Score: 0

SELECT: Detecting Label Errors in Real-world Scene Text Data

Published: December 16, 2025 | arXiv ID: 2512.14050v1

By: Wenjun Liu , Qian Wu , Yifeng Hu and more

Potential Business Impact:

Finds mistakes in text pictures for better reading.

Business Areas:

Image Recognition Data and Analytics, Software

We introduce SELECT (Scene tExt Label Errors deteCTion), a novel approach that leverages multi-modal training to detect label errors in real-world scene text datasets.

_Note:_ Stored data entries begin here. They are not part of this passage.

use thiserror::Error;

/// Top-level error type for the Gestura recognition engine.
///
/// Recognition itself never fails; errors only arise while building the
/// configuration and gesture-map snapshots handed to the recognizer.
#[derive(Debug, Error)]
pub enum GesturaError {
    #[error(transparent)]
    Config(#[from] ConfigError),

    #[error(transparent)]
    Map(#[from] MapError),
}

/// Errors related to recognizer configuration snapshots.
#[derive(Debug, Error)]
pub enum ConfigError {
    #[error("parameter {parameter} = {value} is out of range [{min}, {max}]")]
    ParameterOutOfRange {
        parameter: &'static str,
        value: f64,
        min: f64,
        max: f64,
    },

    #[error("parameter {parameter} is not a finite number")]
    NotFinite { parameter: &'static str },

    #[error("malformed configuration: {0}")]
    Json(#[source] serde_json::Error),
}

/// Errors related to the gesture-to-action map.
#[derive(Debug, Error)]
pub enum MapError {
    #[error("unknown gesture key: {0:?}")]
    UnknownGesture(String),

    #[error("unknown action: {0:?}")]
    UnknownAction(String),

    #[error("malformed gesture map: {0}")]
    Json(#[source] serde_json::Error),
}

/// Convenience type alias for results using [`GesturaError`].
pub type Result<T> = std::result::Result<T, GesturaError>;
//! The seam between the client and the wire.
//!
//! Framing, encryption and serialization live behind [`Transport`]. The
//! client only sees typed [`Request`]s and [`Response`]s through an
//! [`Invoker`], plus a channel of [`Inbound`] events.

use std::sync::Arc;

use async_trait::async_trait;
use bytes::Bytes;
use gapline_types::{Difference, PeerId, PeerRecord, SequenceState, StreamId, Update};
use serde::{Deserialize, Serialize};
use tokio::sync::mpsc;

use crate::error::RpcError;

// ============================================================================
// Requests
// ============================================================================

/// Outbound calls the client makes.
#[derive(Debug, Clone, PartialEq)]
pub enum Request {
    /// Current server position of the common stream.
    GetState,

    /// Events of `stream` after `from`, in slices of at most `limit`.
    GetDifference {
        stream: StreamId,
        from: SequenceState,
        /// Newest date the caller has seen buffered, if any.
        until_date: Option<i64>,
        limit: u32,
        /// Channel access hash, required for channel streams.
        access_hash: Option<String>,
    },

    ResolveUsername {
        username: String,
    },

    /// One page of the dialog list, newest first.
    GetDialogs {
        offset: Option<DialogsOffset>,
        limit: u32,
    },

    /// The authorized user; fails with 401 before authorization.
    GetSelf,

    SendCode {
        phone: String,
    },

    SignIn {
        phone: String,
        code_hash: String,
        code: String,
    },

    CheckPassword {
        password: String,
    },

    SignUp {
        phone: String,
        code_hash: String,
        first_name: String,
        last_name: String,
    },

    AcceptTermsOfService {
        id: String,
    },

    /// Any call this crate has no typed variant for.
    Raw {
        method: String,
        params: serde_json::Value,
    },
}

impl Request {
    /// Short method name for logs and errors.
    pub fn method(&self) -> &'static str {
        match self {
            Request::GetState => "get_state",
            Request::GetDifference { .. } => "get_difference",
            Request::ResolveUsername { .. } => "resolve_username",
            Request::GetDialogs { .. } => "get_dialogs",
            Request::GetSelf => "get_self",
            Request::SendCode { .. } => "send_code",
            Request::SignIn { .. } => "sign_in",
            Request::CheckPassword { .. } => "check_password",
            Request::SignUp { .. } => "sign_up",
            Request::AcceptTermsOfService { .. } => "accept_terms_of_service",
            Request::Raw { .. } => "raw",
        }
    }
}

/// Position to continue the dialog list from.
#[derive(Debug, Clone, Copy, PartialEq, Eq, Serialize, Deserialize)]
pub struct DialogsOffset {
    pub date: i64,
    pub peer: PeerId,
}

// ============================================================================
// Responses
// ============================================================================

/// Results of outbound calls.
#[derive(Debug, Clone, PartialEq)]
pub enum Response {
    State(SequenceState),
    Difference(Difference),
    /// A resolved peer, as returned by username resolution.
    Peer(PeerRecord),
    Dialogs(DialogsSlice),
    User(User),
    SentCode(SentCode),
    /// Sign-in succeeded.
    Authorized(User),
    /// The phone number has no account yet.
    SignUpRequired {
        terms_of_service: Option<TermsOfService>,
    },
    /// The call succeeded without a result.
    Ok,
    Raw(serde_json::Value),
}

impl Response {
    fn variant(&self) -> &'static str {
        match self {
            Response::State(_) => "state",
            Response::Difference(_) => "difference",
            Response::Peer(_) => "peer",
            Response::Dialogs(_) => "dialogs",
            Response::User(_) => "user",
            Response::SentCode(_) => "sent_code",
            Response::Authorized(_) => "authorized",
            Response::SignUpRequired { .. } => "sign_up_required",
            Response::Ok => "ok",
            Response::Raw(_) => "raw",
        }
    }

    /// Error for a response that does not fit `request`.
    pub fn unexpected(&self, request: &'static str) -> RpcError {
        RpcError::UnexpectedResponse {
            request,
            response: self.variant(),
        }
    }

    pub fn into_difference(self) -> Result<Difference, RpcError> {
        match self {
            Response::Difference(difference) => Ok(difference),
            other => Err(other.unexpected("get_difference")),
        }
    }

    pub fn into_peer(self) -> Result<PeerRecord, RpcError> {
        match self {
            Response::Peer(record) => Ok(record),
            other => Err(other.unexpected("resolve_username")),
        }
    }

    pub fn into_dialogs(self) -> Result<DialogsSlice, RpcError> {
        match self {
            Response::Dialogs(slice) => Ok(slice),
            other => Err(other.unexpected("get_dialogs")),
        }
    }

    pub fn into_user(self) -> Result<User, RpcError> {
        match self {
            Response::User(user) | Response::Authorized(user) => Ok(user),
            other => Err(other.unexpected("get_self")),
        }
    }
}

/// One page of the dialog list.
#[derive(Debug, Clone, PartialEq, Default)]
pub struct DialogsSlice {
    pub peers: Vec<PeerRecord>,
    /// Where the next page starts; `None` on the last page.
    pub next: Option<DialogsOffset>,
}

/// The account the session is authorized as.
#[derive(Debug, Clone, PartialEq, Eq, Default, Serialize, Deserialize)]
pub struct User {
    pub id: i64,
    #[serde(default)]
    pub first_name: String,
    #[serde(default)]
    pub last_name: String,
    #[serde(default)]
    pub username: Option<String>,
    #[serde(default)]
    pub bot: bool,
}

/// Confirmation that a login code was sent.
#[derive(Debug, Clone, PartialEq, Eq)]
pub struct SentCode {
    /// Opaque token to pass back with the code.
    pub code_hash: String,
    /// How the code was delivered ("app", "sms", ...).
    pub delivery: String,
}

#[derive(Debug, Clone, PartialEq, Eq)]
pub struct TermsOfService {
    pub id: String,
    pub text: String,
}

// ============================================================================
// Invoker and Transport
// ============================================================================

/// Issues outbound calls.
///
/// Flood control wraps an `Invoker` and is an `Invoker` itself, so layers
/// compose by nesting.
#[async_trait]
pub trait Invoker: Send + Sync {
    async fn invoke(&self, request: Request) -> Result<Response, RpcError>;
}

#[async_trait]
impl<T: Invoker + ?Sized> Invoker for Arc<T> {
    async fn invoke(&self, request: Request) -> Result<Response, RpcError> {
        (**self).invoke(request).await
    }
}

/// Event pushed by the server.
#[derive(Debug, Clone, PartialEq)]
pub enum Inbound {
    Update(Update),
    /// The server dropped events for `stream` ("too long") and the client
    /// has to fetch them.
    Gap(StreamId),
}

/// A live connection.
pub struct Connection {
    pub invoker: Arc<dyn Invoker>,
    pub inbound: mpsc::Receiver<Inbound>,
}

/// Opens connections to the server.
#[async_trait]
pub trait Transport: Send + Sync + 'static {
    /// Connects, resuming `session` when one was stored before.
    async fn connect(&self, session: Option<Bytes>) -> Result<Connection, RpcError>;

    /// The current session blob, once there is one worth persisting.
    async fn session(&self) -> Option<Bytes>;
}
//! Layered configuration loading.

use crate::{ConfigError, GaplineConfig, Paths};
use anyhow::{Context, Result};
use std::env;
use std::path::{Path, PathBuf};

/// Loads a [`GaplineConfig`] for one project directory.
pub struct ConfigLoader {
    project_dir: PathBuf,
    env_prefix: String,
}

impl ConfigLoader {
    /// A loader for `project_dir` reading `GAPLINE_*` variables.
    pub fn new(project_dir: impl AsRef<Path>) -> Self {
        Self {
            project_dir: project_dir.as_ref().to_path_buf(),
            env_prefix: "GAPLINE".to_string(),
        }
    }

    /// Set the environment variable prefix (default: "GAPLINE")
    pub fn with_env_prefix(mut self, prefix: impl Into<String>) -> Self {
        self.env_prefix = prefix.into();
        self
    }

    /// TOML files in increasing precedence; missing ones are skipped.
    fn files(&self) -> Vec<PathBuf> {
        let mut files = Vec::with_capacity(3);
        if let Ok(user) = Paths::new().user_config_file() {
            files.push(user);
        }
        files.push(Paths::project_config_file(&self.project_dir));
        files.push(Paths::local_config_file(&self.project_dir));
        files
    }

    /// Merges defaults, config files, `GAPLINE_SECTION__KEY` variables and
    /// finally the plain `APP_ID` / `APP_HASH` / `TG_PHONE` variables.
    pub fn load(self) -> Result<GaplineConfig> {
        let defaults = config::Config::try_from(&GaplineConfig::default())?;
        let mut builder = config::Config::builder().add_source(defaults);

        for file in self.files() {
            builder = builder.add_source(
                config::File::from(file)
                    .required(false)
                    .format(config::FileFormat::Toml),
            );
        }

        builder = builder.add_source(
            config::Environment::with_prefix(&self.env_prefix)
                .prefix_separator("_")
                .separator("__")
                .try_parsing(true),
        );

        let overrides = legacy_env_overrides(|name| env::var(name).ok())?;
        builder = builder
            .set_override_option("client.app_id", overrides.app_id)?
            .set_override_option("client.app_hash", overrides.app_hash)?
            .set_override_option("client.phone", overrides.phone)?;

        let mut config: GaplineConfig = builder
            .build()
            .context("Failed to build configuration")?
            .try_deserialize()
            .context("Failed to deserialize configuration")?;
        config.resolve_paths(&self.project_dir);
        Ok(config)
    }
}

/// Values read from the plain `APP_ID`, `APP_HASH` and `TG_PHONE` variables.
#[derive(Debug, Default, PartialEq, Eq)]
pub(crate) struct LegacyOverrides {
    pub(crate) app_id: Option<i64>,
    pub(crate) app_hash: Option<String>,
    pub(crate) phone: Option<String>,
}

pub(crate) fn legacy_env_overrides(
    lookup: impl Fn(&str) -> Option<String>,
) -> Result<LegacyOverrides, ConfigError> {
    let non_empty = |name: &str| lookup(name).filter(|v| !v.trim().is_empty());

    let app_id = non_empty("APP_ID")
        .map(|raw| {
            raw.trim().parse::<i64>().map_err(|e| ConfigError::EnvError {
                name: "APP_ID".to_string(),
                reason: e.to_string(),
            })
        })
        .transpose()?;

    Ok(LegacyOverrides {
        app_id,
        app_hash: non_empty("APP_HASH"),
        phone: non_empty("TG_PHONE"),
    })
}
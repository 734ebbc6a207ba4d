//! The orchestrator: wires stores, flood control, the update engine and the
//! application's main task together and runs them as one unit.

use std::future::Future;
use std::path::Path;
use std::sync::Arc;

use gapline_config::GaplineConfig;
use gapline_storage::{SessionStore, Stores};
use gapline_types::UpdateKind;
use tokio_util::sync::CancellationToken;
use tracing::{info, warn};

use crate::auth::{AuthFlow, UserAuthenticator};
use crate::dispatch::{Dispatcher, Handler};
use crate::error::{AuthError, BoxError, ClientError};
use crate::gaps::{Engine, EngineConfig};
use crate::group::{ReadySignal, TaskGroup};
use crate::middleware::{FloodCallback, RateLimit, flow_control};
use crate::peers::{PeerCollector, PeerResolver};
use crate::persist::offload;
use crate::transport::{Connection, Invoker, Request, Transport, User};

/// Client tuning.
#[derive(Clone, Default)]
pub struct ClientOptions {
    pub rate_limit: RateLimit,
    pub engine: EngineConfig,
    /// Walk the dialog list into the peer cache before `main` runs.
    pub fill_peer_storage: bool,
    /// Notified whenever congestion backoff starts.
    pub on_flood_wait: Option<FloodCallback>,
}

impl ClientOptions {
    /// Options from the `[rate_limit]` and `[recovery]` sections.
    pub fn from_config(config: &GaplineConfig) -> Self {
        Self {
            rate_limit: RateLimit::from(&config.rate_limit),
            engine: EngineConfig::from(&config.recovery),
            ..Self::default()
        }
    }
}

/// Everything the application's main task gets once the client is ready.
#[derive(Clone)]
pub struct Session {
    /// The authorized account.
    pub user: User,
    /// Flood-controlled client.
    pub api: Arc<dyn Invoker>,
    pub peers: Arc<PeerResolver>,
    /// Cancelled when the run ends; long-running work should watch it.
    pub cancel: CancellationToken,
}

/// A chat client over transport `T`.
pub struct Client<T> {
    transport: Arc<T>,
    stores: Stores,
    options: ClientOptions,
    dispatcher: Dispatcher,
    authenticator: Option<Arc<dyn UserAuthenticator>>,
    cancel: CancellationToken,
}

impl<T: Transport> Client<T> {
    pub fn new(transport: T, stores: Stores) -> Self {
        Self {
            transport: Arc::new(transport),
            stores,
            options: ClientOptions::default(),
            dispatcher: Dispatcher::new(),
            authenticator: None,
            cancel: CancellationToken::new(),
        }
    }

    /// Opens the durable stores in `session_dir` and creates a client.
    pub fn open(transport: T, session_dir: impl AsRef<Path>) -> Result<Self, ClientError> {
        let stores = Stores::open(session_dir)?;
        info!(dir = %stores.dir.display(), "opened session storage");
        Ok(Self::new(transport, stores))
    }

    /// Opens the configured account's session directory and applies the
    /// configured tuning.
    pub fn from_config(transport: T, config: &GaplineConfig) -> Result<Self, ClientError> {
        Ok(Self::open(transport, config.session_dir())?
            .with_options(ClientOptions::from_config(config)))
    }

    pub fn with_options(mut self, options: ClientOptions) -> Self {
        self.options = options;
        self
    }

    pub fn with_authenticator(mut self, authenticator: Arc<dyn UserAuthenticator>) -> Self {
        self.authenticator = Some(authenticator);
        self
    }

    /// Registers the handler for updates of `kind`.
    pub fn on(&mut self, kind: UpdateKind, handler: impl Handler) -> &mut Self {
        self.dispatcher.on(kind, handler);
        self
    }

    /// Token that stops the run when cancelled.
    pub fn cancellation_token(&self) -> CancellationToken {
        self.cancel.clone()
    }

    pub fn stores(&self) -> &Stores {
        &self.stores
    }

    /// Runs until cancelled or until a task fails.
    ///
    /// The update engine catches up first; `main` starts only after that,
    /// once the session is authorized. The run keeps processing updates
    /// after `main` returns `Ok`, until the client token is cancelled.
    pub async fn run<F, Fut>(self, main: F) -> Result<(), ClientError>
    where
        F: FnOnce(Session) -> Fut + Send + 'static,
        Fut: Future<Output = Result<(), BoxError>> + Send + 'static,
    {
        let Client {
            transport,
            stores,
            options,
            dispatcher,
            authenticator,
            cancel,
        } = self;

        let result = serve(
            &transport,
            &stores,
            options,
            dispatcher,
            authenticator,
            &cancel,
            main,
        )
        .await;
        let closed = close(&*transport, &stores).await;

        match (result, closed) {
            (Err(err), Err(close_err)) => {
                warn!(error = %close_err, "closing storage failed after run error");
                Err(err)
            }
            (Err(err), Ok(())) => Err(err),
            (Ok(()), closed) => closed,
        }
    }
}

async fn serve<T, F, Fut>(
    transport: &Arc<T>,
    stores: &Stores,
    options: ClientOptions,
    dispatcher: Dispatcher,
    authenticator: Option<Arc<dyn UserAuthenticator>>,
    cancel: &CancellationToken,
    main: F,
) -> Result<(), ClientError>
where
    T: Transport,
    F: FnOnce(Session) -> Fut + Send + 'static,
    Fut: Future<Output = Result<(), BoxError>> + Send + 'static,
{
    let session = stores.session.load()?;
    let Connection { invoker, inbound } = tokio::select! {
        biased;
        () = cancel.cancelled() => return Err(ClientError::Cancelled),
        connection = transport.connect(session) => connection?,
    };
    info!("connected");

    let api = flow_control(invoker, options.rate_limit, options.on_flood_wait, cancel);
    let peers = Arc::new(PeerResolver::new(stores.peers.clone(), api.clone()));
    let engine = Engine::new(
        stores.state.clone(),
        peers.clone(),
        Arc::new(dispatcher),
        api.clone(),
        options.engine,
    );

    let ready = ReadySignal::new();
    let mut group = TaskGroup::new(cancel);
    let token = group.token();

    group.spawn("updates", engine.run(inbound, ready.clone(), token.clone()));
    group.spawn("main", {
        let transport = transport.clone();
        let sessions = stores.session.clone();
        let store = stores.peers.clone();
        let fill_peer_storage = options.fill_peer_storage;
        async move {
            ready.wait(&token).await?;
            let user = authorize(&*transport, &sessions, api.as_ref(), authenticator).await?;
            info!(user_id = user.id, bot = user.bot, "authorized");

            if fill_peer_storage {
                PeerCollector::new(store, api.clone()).dialogs().await?;
            }

            let session = Session {
                user,
                api,
                peers,
                cancel: token,
            };
            main(session).await.map_err(into_client_error)
        }
    });

    group.wait().await
}

/// Returns the current user, logging in first if the session is not
/// authorized as a user account. A fresh login's session is stored right
/// away.
async fn authorize<T: Transport>(
    transport: &T,
    sessions: &Arc<SessionStore>,
    api: &dyn Invoker,
    authenticator: Option<Arc<dyn UserAuthenticator>>,
) -> Result<User, ClientError> {
    match api.invoke(Request::GetSelf).await {
        Ok(response) => {
            let user = response.into_user()?;
            if !user.bot {
                info!("already authenticated");
                return Ok(user);
            }
            info!(user_id = user.id, "session belongs to a bot, starting user login");
        }
        Err(err) if err.is_unauthorized() => {}
        Err(err) => return Err(err.into()),
    }

    let authenticator = authenticator.ok_or(AuthError::NoAuthenticator)?;
    info!("not authorized, starting login");
    let user = AuthFlow::new(authenticator).run(api).await?;
    if let Some(blob) = transport.session().await {
        let sessions = sessions.clone();
        offload(move || sessions.store(&blob)).await?;
    }
    Ok(user)
}

/// Persists the session blob and closes the stores, reporting the first
/// failure after attempting both.
async fn close<T: Transport>(transport: &T, stores: &Stores) -> Result<(), ClientError> {
    let blob = transport.session().await;
    let stores = stores.clone();
    offload(move || {
        let saved = match blob {
            Some(blob) => stores.session.store(&blob),
            None => Ok(()),
        };
        let closed = stores.close();
        saved.and(closed)
    })
    .await?;
    info!("storage closed");
    Ok(())
}

/// Keeps a client error returned through `main` as itself.
fn into_client_error(err: BoxError) -> ClientError {
    match err.downcast::<ClientError>() {
        Ok(err) => *err,
        Err(other) => ClientError::Application(other),
    }
}
impl Engine {
    pub fn new(
        states: Arc<dyn SequenceStateStore>,
        peers: Arc<PeerResolver>,
        dispatcher: Arc<Dispatcher>,
        api: Arc<dyn Invoker>,
        config: EngineConfig,
    ) -> Self {
        Self {
            states,
            peers,
            dispatcher,
            api,
            config,
            streams: HashMap::new(),
            fetches: JoinSet::new(),
            catching_up: HashSet::new(),
        }
    }

    /// Processes `inbound` until it closes or `cancel` fires.
    ///
    /// Every stored stream is recovered first; `ready` is set once all of
    /// them are back in sync. Returns `Ok` when the inbound channel closes
    /// and no fetch is left, and [`ClientError::Cancelled`] on cancellation.
    /// Any other error is fatal: the stored state still reflects the last
    /// applied update, so a restart resumes from there.
    pub async fn run(
        mut self,
        mut inbound: mpsc::Receiver<Inbound>,
        ready: ReadySignal,
        cancel: CancellationToken,
    ) -> Result<(), ClientError> {
        self.catch_up()?;
        self.signal_if_caught_up(&ready);

        let mut inbound_open = true;
        loop {
            if !inbound_open && self.fetches.is_empty() {
                info!("inbound channel closed");
                return Ok(());
            }
            tokio::select! {
                biased;
                () = cancel.cancelled() => {
                    debug!(in_flight = self.fetches.len(), "update engine cancelled");
                    return Err(ClientError::Cancelled);
                }
                Some(joined) = self.fetches.join_next(), if !self.fetches.is_empty() => {
                    let (stream, outcome) = joined
                        .map_err(|_| ClientError::TaskPanicked("difference fetch".to_string()))?;
                    self.finish_recovery(stream, outcome?).await?;
                    self.signal_if_caught_up(&ready);
                }
                event = inbound.recv(), if inbound_open => match event {
                    Some(Inbound::Update(update)) => self.handle_update(update).await?,
                    Some(Inbound::Gap(stream)) => self.handle_gap(stream)?,
                    None => inbound_open = false,
                },
            }
        }
    }

    /// Starts recovery of every stored stream.
    fn catch_up(&mut self) -> Result<(), ClientError> {
        let streams = self.states.streams()?;
        info!(streams = streams.len(), "catching up");
        for stream in streams {
            self.catching_up.insert(stream);
            self.start_recovery(stream)?;
        }
        Ok(())
    }

    fn signal_if_caught_up(&mut self, ready: &ReadySignal) {
        let streams = &self.streams;
        self.catching_up.retain(|stream| {
            streams
                .get(stream)
                .is_some_and(|bx| bx.phase != Phase::Synced)
        });
        if self.catching_up.is_empty() && !ready.is_set() {
            info!("caught up");
            ready.set();
        }
    }

    fn stream_mut(&mut self, stream: StreamId) -> Result<&mut StreamBox, StorageError> {
        match self.streams.entry(stream) {
            Entry::Occupied(entry) => Ok(entry.into_mut()),
            Entry::Vacant(entry) => {
                let state = self.states.get(stream)?;
                Ok(entry.insert(StreamBox::new(state, self.config.max_buffered)))
            }
        }
    }

    async fn handle_update(&mut self, update: Update) -> Result<(), ClientError> {
        self.peers.ingest(&update.entities).await?;
        let Some(sequence) = update.sequence else {
            return self.apply(update).await;
        };

        let stream = update.stream;
        let bx = self.stream_mut(stream)?;
        if bx.phase != Phase::Synced {
            if !bx.buffer.push_live(update) {
                debug!(%stream, value = sequence.value, "recovery buffer full, dropping update");
                bx.refetch = true;
            }
            return Ok(());
        }

        // A counter at zero was never seen; its first update sets it.
        let local = bx
            .state
            .map(|state| state.get(sequence.counter))
            .filter(|&local| local > 0);
        let Some(local) = local else {
            debug!(
                %stream,
                counter = %sequence.counter,
                value = sequence.value,
                "initializing counter"
            );
            return self.apply(update).await;
        };

        match sequence.classify(local) {
            Verdict::Apply => self.apply(update).await,
            Verdict::Duplicate => {
                trace!(%stream, value = sequence.value, local, "duplicate update");
                Ok(())
            }
            Verdict::Gap => {
                info!(
                    %stream,
                    counter = %sequence.counter,
                    local,
                    remote = sequence.value,
                    "gap detected"
                );
                bx.buffer.push_live(update);
                self.start_recovery(stream)?;
                Ok(())
            }
        }
    }

    fn handle_gap(&mut self, stream: StreamId) -> Result<(), ClientError> {
        let bx = self.stream_mut(stream)?;
        if bx.phase == Phase::Synced {
            info!(%stream, "server reported gap");
            self.start_recovery(stream)?;
        } else {
            bx.refetch = true;
        }
        Ok(())
    }

    /// Dispatches `update`, then persists the state it advances to.
    async fn apply(&mut self, update: Update) -> Result<(), ClientError> {
        let peer = self.peers.update_peer(&update)?;
        let ctx = UpdateContext {
            peer,
            api: self.api.clone(),
        };
        let stream = update.stream;
        let sequence = update.sequence;
        let date = update.date;
        self.dispatcher.dispatch(ctx, update).await?;

        let Some(sequence) = sequence else {
            return Ok(());
        };
        let bx = self.stream_mut(stream)?;
        let mut state = bx.state.unwrap_or_default();
        state.advance(&sequence, date);
        bx.state = Some(state);
        persist(self.states.clone(), stream, state).await?;
        Ok(())
    }

    fn start_recovery(&mut self, stream: StreamId) -> Result<(), StorageError> {
        let limit = self.config.difference_limit;
        let access_hash = match stream.channel_id() {
            Some(id) => self.peers.channel_access_hash(id)?,
            None => None,
        };

        let bx = self.stream_mut(stream)?;
        bx.phase = Phase::Recovering;
        bx.refetch = false;
        let from = bx.state.unwrap_or_default();
        let until_date = bx.buffer.max_date();
        debug!(%stream, pts = from.pts, qts = from.qts, seq = from.seq, "fetching difference");

        let api = self.api.clone();
        self.fetches.spawn(async move {
            let outcome = fetch_difference(api, stream, from, until_date, limit, access_hash).await;
            (stream, outcome)
        });
        Ok(())
    }

    async fn finish_recovery(
        &mut self,
        stream: StreamId,
        slices: Vec<Difference>,
    ) -> Result<(), ClientError> {
        let bx = self.stream_mut(stream)?;
        bx.phase = Phase::Draining;
        let before = bx.state;
        let mut target = before.unwrap_or_default();

        let mut unsequenced = Vec::new();
        let mut foreign = Vec::new();
        let mut fetched = 0usize;
        for slice in slices {
            self.peers.ingest(&slice.entities).await?;
            target = target.merge_max(&slice.state);
            for update in slice.updates {
                if update.stream != stream {
                    foreign.push(update);
                    continue;
                }
                self.peers.ingest(&update.entities).await?;
                if update.sequence.is_none() {
                    unsequenced.push(update);
                } else {
                    fetched += 1;
                    self.stream_mut(stream)?.buffer.push_recovered(update);
                }
            }
        }
        debug!(%stream, fetched, "difference received");

        for update in unsequenced {
            self.apply(update).await?;
        }
        self.drain(stream).await?;
        while self.skip_covered_holes(stream, &target).await? {
            self.drain(stream).await?;
        }
        self.advance_to(stream, target).await?;
        self.drain(stream).await?;

        let max_rounds = self.config.max_rounds;
        let bx = self.stream_mut(stream)?;
        if bx.buffer.is_empty() && !bx.refetch {
            bx.phase = Phase::Synced;
            bx.stalled_rounds = 0;
            let state = bx.state.unwrap_or_default();
            info!(%stream, pts = state.pts, qts = state.qts, seq = state.seq, "stream recovered");
        } else {
            if bx.state == before {
                bx.stalled_rounds += 1;
            } else {
                bx.stalled_rounds = 0;
            }
            if bx.stalled_rounds >= max_rounds {
                let (counter, next) = bx.buffer.first_blocked().unwrap_or((Counter::Pts, 0));
                let local = bx.state.map_or(0, |state| state.get(counter));
                return Err(ClientError::GapUnresolved {
                    stream,
                    counter,
                    local,
                    next,
                });
            }
            debug!(%stream, buffered = bx.buffer.len(), "gap remains, fetching again");
            self.start_recovery(stream)?;
        }

        for update in foreign {
            self.handle_update(update).await?;
        }
        Ok(())
    }

    /// Applies buffered updates while the next one is in order.
    async fn drain(&mut self, stream: StreamId) -> Result<(), ClientError> {
        loop {
            let bx = self.stream_mut(stream)?;
            let state = bx.state.unwrap_or_default();
            let Some(update) = bx.buffer.pop_ready(&state) else {
                return Ok(());
            };
            self.apply(update).await?;
        }
    }

    /// Moves counters past holes that lie within the server's position.
    ///
    /// The server's difference holds everything up to `target` that is
    /// addressed to this client, so a missing counter value at or below
    /// it has nothing to deliver. Returns true if any counter moved.
    async fn skip_covered_holes(
        &mut self,
        stream: StreamId,
        target: &SequenceState,
    ) -> Result<bool, ClientError> {
        let bx = self.stream_mut(stream)?;
        let mut state = bx.state.unwrap_or_default();
        let mut skipped = false;
        for counter in Counter::ALL {
            let Some(first) = bx.buffer.first(counter) else {
                continue;
            };
            let local = state.get(counter);
            if first.value <= target.get(counter) && first.classify(local) == Verdict::Gap {
                debug!(
                    %stream,
                    %counter,
                    from = local,
                    to = first.expected_local(),
                    "skipping empty range"
                );
                state.advance(&Sequence::new(counter, first.expected_local()), 0);
                skipped = true;
            }
        }
        if skipped {
            bx.state = Some(state);
            persist(self.states.clone(), stream, state).await?;
        }
        Ok(skipped)
    }

    /// Raises the stored state to the server's position.
    async fn advance_to(
        &mut self,
        stream: StreamId,
        target: SequenceState,
    ) -> Result<(), StorageError> {
        let bx = self.stream_mut(stream)?;
        let next = bx.state.unwrap_or_default().merge_max(&target);
        if bx.state == Some(next) {
            return Ok(());
        }
        bx.state = Some(next);
        persist(self.states.clone(), stream, next).await
    }
}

Utilizing an image-text encoder and a character-level tokenizer, SELECT addresses the issues of variable-length sequence labels, label sequence misalignment, and character-level errors, outperforming existing methods in accuracy and practical utility. In addition, we introduce Similarity-based Sequence Label Corruption (SSLC), a process that intentionally introduces errors into the training labels to mimic real-world error scenarios during training. SSLC not only can cause a change in the sequence length but also takes into account the visual similarity between characters during corruption. Our method is the first to detect label errors in real-world scene text datasets successfully accounting for variable-length labels. Experimental results demonstrate the effectiveness of SELECT in detecting label errors and improving STR accuracy on real-world text datasets, showcasing its practical utility.